Collected data entries
//! Browser surface (transport) errors.

use thiserror::Error;

/// Failure of a page-level operation.
///
/// Every variant is transport class: an agent that sees one of these can no
/// longer trust its view of the page.
#[derive(Debug, Clone, Error)]
pub enum SurfaceError {
    #[error("Element not found: {0}")]
    ElementNotFound(String),

    #[error("Script evaluation failed: {0}")]
    Script(String),

    #[error("Navigation failed: {0}")]
    Navigation(String),

    #[error("Timeout: {0}")]
    Timeout(String),

    #[error("Unexpected page data: {0}")]
    InvalidData(String),

    #[error("Page closed")]
    Closed,

    #[error("Transport error: {0}")]
    Transport(String),
}
//! chaant - browser-driven chess agent
//!
//! Main entry point for the chaant CLI and control plane server.

mod cli;
mod console;

use std::path::Path;
use std::sync::Arc;

use anyhow::{anyhow, Context};
use clap::Parser;
use tracing::{info, warn};
use tracing_appender::rolling::{RollingFileAppender, Rotation};
use tracing_subscriber::{fmt, layer::SubscriberExt, util::SubscriberInitExt, EnvFilter, Layer};

use chaant_agent::{ChesscomAgent, PageRegistry};
use chaant_api::{AgentHub, ApiServer};
use chaant_browser::{BotCatalog, BrowserLauncher};
use chaant_config::{Config, ConfigLoader, ConfigValidator};
use chaant_protocols::ChessAgent;

use crate::cli::{Cli, Commands};
use crate::console::Console;

/// Initialize tracing with console and daily rolling file output.
///
/// Console output goes to stderr at `console_level` unless `RUST_LOG` says
/// otherwise; the file under `~/.chaant/logs` always records `info`.
fn init_tracing(console_level: &str) -> anyhow::Result<()> {
    let log_dir = ConfigLoader::chaant_dir().join("logs");
    std::fs::create_dir_all(&log_dir)?;

    let file_appender = RollingFileAppender::builder()
        .rotation(Rotation::DAILY)
        .filename_prefix("chaant")
        .filename_suffix("log")
        .max_log_files(30)
        .build(&log_dir)?;

    let (non_blocking, guard) = tracing_appender::non_blocking(file_appender);
    static GUARD: std::sync::OnceLock<tracing_appender::non_blocking::WorkerGuard> =
        std::sync::OnceLock::new();
    let _ = GUARD.set(guard);

    let console_filter =
        EnvFilter::try_from_default_env().unwrap_or_else(|_| EnvFilter::new(console_level));

    tracing_subscriber::registry()
        .with(
            fmt::layer()
                .with_target(true)
                .with_writer(std::io::stderr)
                .with_filter(console_filter),
        )
        .with(
            fmt::layer()
                .with_writer(non_blocking)
                .with_ansi(false)
                .with_filter(EnvFilter::new("info")),
        )
        .init();

    Ok(())
}

fn load_config(cli: &Cli) -> anyhow::Result<Config> {
    let path = cli
        .config
        .clone()
        .unwrap_or_else(|| ConfigLoader::chaant_dir().join("config.toml"));
    let mut config = ConfigLoader::load_or_default(&path)
        .with_context(|| format!("loading {}", path.display()))?;
    if cli.headless {
        config.browser.headless = true;
    }

    let validation = ConfigValidator::validate(&config);
    if cli.strict_config {
        validation.into_strict_result()?;
    } else {
        for warning in validation.into_result()? {
            warn!("Config {}: {}", warning.path, warning.message);
        }
    }
    info!("Configuration loaded from {}", display_path(&path));
    Ok(config)
}

fn display_path(path: &Path) -> String {
    if path.exists() {
        path.display().to_string()
    } else {
        format!("{} (defaults)", path.display())
    }
}

#[tokio::main]
async fn main() -> anyhow::Result<()> {
    let cli = Cli::parse();

    let console_level = match cli.command {
        Some(Commands::Play) | Some(Commands::Bots { .. }) => "warn",
        _ => "info",
    };
    init_tracing(console_level)?;

    let mut config = load_config(&cli)?;

    match cli.command {
        None => run_server(config).await,
        Some(Commands::Serve { host, port }) => {
            if let Some(host) = host {
                config.server.host = host;
            }
            if let Some(port) = port {
                config.server.port = port;
            }
            run_server(config).await
        }
        Some(Commands::Play) => run_console(config).await,
        Some(Commands::Bots { json }) => list_bots(config, json).await,
    }
}

/// Run the control plane until Ctrl-C.
async fn run_server(config: Config) -> anyhow::Result<()> {
    info!("Starting chaant v{}", env!("CARGO_PKG_VERSION"));

    let browser = Arc::new(BrowserLauncher::new(config.browser.clone()).launch().await?);
    let catalog = Arc::new(BotCatalog::new(config.catalog.clone()));
    let hub = Arc::new(AgentHub::new(config.clone(), browser.clone(), catalog));
    let server = ApiServer::new(config.server.clone(), hub);

    let shutdown = async {
        if let Err(e) = tokio::signal::ctrl_c().await {
            warn!("Failed to listen for Ctrl-C: {}", e);
            std::future::pending::<()>().await;
        }
        info!("Shutdown requested");
    };
    server.run(shutdown).await.map_err(|e| anyhow!(e))?;

    browser.shutdown().await;
    info!("Server stopped");
    Ok(())
}

/// Play from the console against a bot or online.
async fn run_console(config: Config) -> anyhow::Result<()> {
    let catalog = BotCatalog::new(config.catalog.clone());
    let bots = catalog
        .bots()
        .await
        .context("fetching the bot list")?
        .to_vec();

    let browser = BrowserLauncher::new(config.browser.clone()).launch().await?;
    let page = browser.open_chess_page().await?;
    let registry = PageRegistry::new();
    let agent = Arc::new(ChesscomAgent::attach(
        Arc::new(page),
        &registry,
        config.agent.clone(),
    )?);

    let result = Console::new(agent.clone(), bots).run().await;

    if let Err(e) = agent.dispose().await {
        warn!("Failed to close the game page: {}", e);
    }
    browser.shutdown().await;
    result
}

async fn list_bots(config: Config, json: bool) -> anyhow::Result<()> {
    let catalog = BotCatalog::new(config.catalog.clone());
    let bots = catalog.bots().await?;

    if json {
        println!("{}", serde_json::to_string_pretty(bots)?);
        return Ok(());
    }

    println!("{:<4} {:<24} {:>6}  {}", "#", "NAME", "RATING", "GROUP");
    for (idx, bot) in bots.iter().enumerate() {
        println!(
            "{:<4} {:<24} {:>6}  {}",
            idx + 1,
            bot.name,
            bot.elo,
            bot.selector_group
        );
    }
    Ok(())
}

**Task:** Each entry above is to be transcribed word for word.

**Task output:**
//! Browser surface (transport) errors.

use thiserror::Error;

/// Failure of a page-level operation.
///
/// Every variant is transport class: an agent that sees one of these can no
/// longer trust its view of the page.
#[derive(Debug, Clone, Error)]
pub enum SurfaceError {
    #[error("Element not found: {0}")]
    ElementNotFound(String),

    #[error("Script evaluation failed: {0}")]
    Script(String),

    #[error("Navigation failed: {0}")]
    Navigation(String),

    #[error("Timeout: {0}")]
    Timeout(String),

    #[error("Unexpected page data: {0}")]
    InvalidData(String),

    #[error("Page closed")]
    Closed,

    #[error("Transport error: {0}")]
    Transport(String),
}
//! chaant - browser-driven chess agent
//!
//! Main entry point for the chaant CLI and control plane server.

mod cli;
mod console;

use std::path::Path;
use std::sync::Arc;

use anyhow::{anyhow, Context};
use clap::Parser;
use tracing::{info, warn};
use tracing_appender::rolling::{RollingFileAppender, Rotation};
use tracing_subscriber::{fmt, layer::SubscriberExt, util::SubscriberInitExt, EnvFilter, Layer};

use chaant_agent::{ChesscomAgent, PageRegistry};
use chaant_api::{AgentHub, ApiServer};
use chaant_browser::{BotCatalog, BrowserLauncher};
use chaant_config::{Config, ConfigLoader, ConfigValidator};
use chaant_protocols::ChessAgent;

use crate::cli::{Cli, Commands};
use crate::console::Console;

/// Initialize tracing with console and daily rolling file output.
///
/// Console output goes to stderr at `console_level` unless `RUST_LOG` says
/// otherwise; the file under `~/.chaant/logs` always records `info`.
fn init_tracing(console_level: &str) -> anyhow::Result<()> {
    let log_dir = ConfigLoader::chaant_dir().join("logs");
    std::fs::create_dir_all(&log_dir)?;

    let file_appender = RollingFileAppender::builder()
        .rotation(Rotation::DAILY)
        .filename_prefix("chaant")
        .filename_suffix("log")
        .max_log_files(30)
        .build(&log_dir)?;

    let (non_blocking, guard) = tracing_appender::non_blocking(file_appender);
    static GUARD: std::sync::OnceLock<tracing_appender::non_blocking::WorkerGuard> =
        std::sync::OnceLock::new();
    let _ = GUARD.set(guard);

    let console_filter =
        EnvFilter::try_from_default_env().unwrap_or_else(|_| EnvFilter::new(console_level));

    tracing_subscriber::registry()
        .with(
            fmt::layer()
                .with_target(true)
                .with_writer(std::io::stderr)
                .with_filter(console_filter),
        )
        .with(
            fmt::layer()
                .with_writer(non_blocking)
                .with_ansi(false)
                .with_filter(EnvFilter::new("info")),
        )
        .init();

    Ok(())
}

fn load_config(cli: &Cli) -> anyhow::Result<Config> {
    let path = cli
        .config
        .clone()
        .unwrap_or_else(|| ConfigLoader::chaant_dir().join("config.toml"));
    let mut config = ConfigLoader::load_or_default(&path)
        .with_context(|| format!("loading {}", path.display()))?;
    if cli.headless {
        config.browser.headless = true;
    }

    let validation = ConfigValidator::validate(&config);
    if cli.strict_config {
        validation.into_strict_result()?;
    } else {
        for warning in validation.into_result()? {
            warn!("Config {}: {}", warning.path, warning.message);
        }
    }
    info!("Configuration loaded from {}", display_path(&path));
    Ok(config)
}

fn display_path(path: &Path) -> String {
    if path.exists() {
        path.display().to_string()
    } else {
        format!("{} (defaults)", path.display())
    }
}

#[tokio::main]
async fn main() -> anyhow::Result<()> {
    let cli = Cli::parse();

    let console_level = match cli.command {
        Some(Commands::Play) | Some(Commands::Bots { .. }) => "warn",
        _ => "info",
    };
    init_tracing(console_level)?;

    let mut config = load_config(&cli)?;

    match cli.command {
        None => run_server(config).await,
        Some(Commands::Serve { host, port }) => {
            if let Some(host) = host {
                config.server.host = host;
            }
            if let Some(port) = port {
                config.server.port = port;
            }
            run_server(config).await
        }
        Some(Commands::Play) => run_console(config).await,
        Some(Commands::Bots { json }) => list_bots(config, json).await,
    }
}

/// Run the control plane until Ctrl-C.
async fn run_server(config: Config) -> anyhow::Result<()> {
    info!("Starting chaant v{}", env!("CARGO_PKG_VERSION"));

    let browser = Arc::new(BrowserLauncher::new(config.browser.clone()).launch().await?);
    let catalog = Arc::new(BotCatalog::new(config.catalog.clone()));
    let hub = Arc::new(AgentHub::new(config.clone(), browser.clone(), catalog));
    let server = ApiServer::new(config.server.clone(), hub);

    let shutdown = async {
        if let Err(e) = tokio::signal::ctrl_c().await {
            warn!("Failed to listen for Ctrl-C: {}", e);
            std::future::pending::<()>().await;
        }
        info!("Shutdown requested");
    };
    server.run(shutdown).await.map_err(|e| anyhow!(e))?;

    browser.shutdown().await;
    info!("Server stopped");
    Ok(())
}

/// Play from the console against a bot or online.
async fn run_console(config: Config) -> anyhow::Result<()> {
    let catalog = BotCatalog::new(config.catalog.clone());
    let bots = catalog
        .bots()
        .await
        .context("fetching the bot list")?
        .to_vec();

    let browser = BrowserLauncher::new(config.browser.clone()).launch().await?;
    let page = browser.open_chess_page().await?;
    let registry = PageRegistry::new();
    let agent = Arc::new(ChesscomAgent::attach(
        Arc::new(page),
        &registry,
        config.agent.clone(),
    )?);

    let result = Console::new(agent.clone(), bots).run().await;

    if let Err(e) = agent.dispose().await {
        warn!("Failed to close the game page: {}", e);
    }
    browser.shutdown().await;
    result
}

async fn list_bots(config: Config, json: bool) -> anyhow::Result<()> {
    let catalog = BotCatalog::new(config.catalog.clone());
    let bots = catalog.bots().await?;

    if json {
        println!("{}", serde_json::to_string_pretty(bots)?);
        return Ok(());
    }

    println!("{:<4} {:<24} {:>6}  {}", "#", "NAME", "RATING", "GROUP");
    for (idx, bot) in bots.iter().enumerate() {
        println!(
            "{:<4} {:<24} {:>6}  {}",
            idx + 1,
            bot.name,
            bot.elo,
            bot.selector_group
        );
    }
    Ok(())
}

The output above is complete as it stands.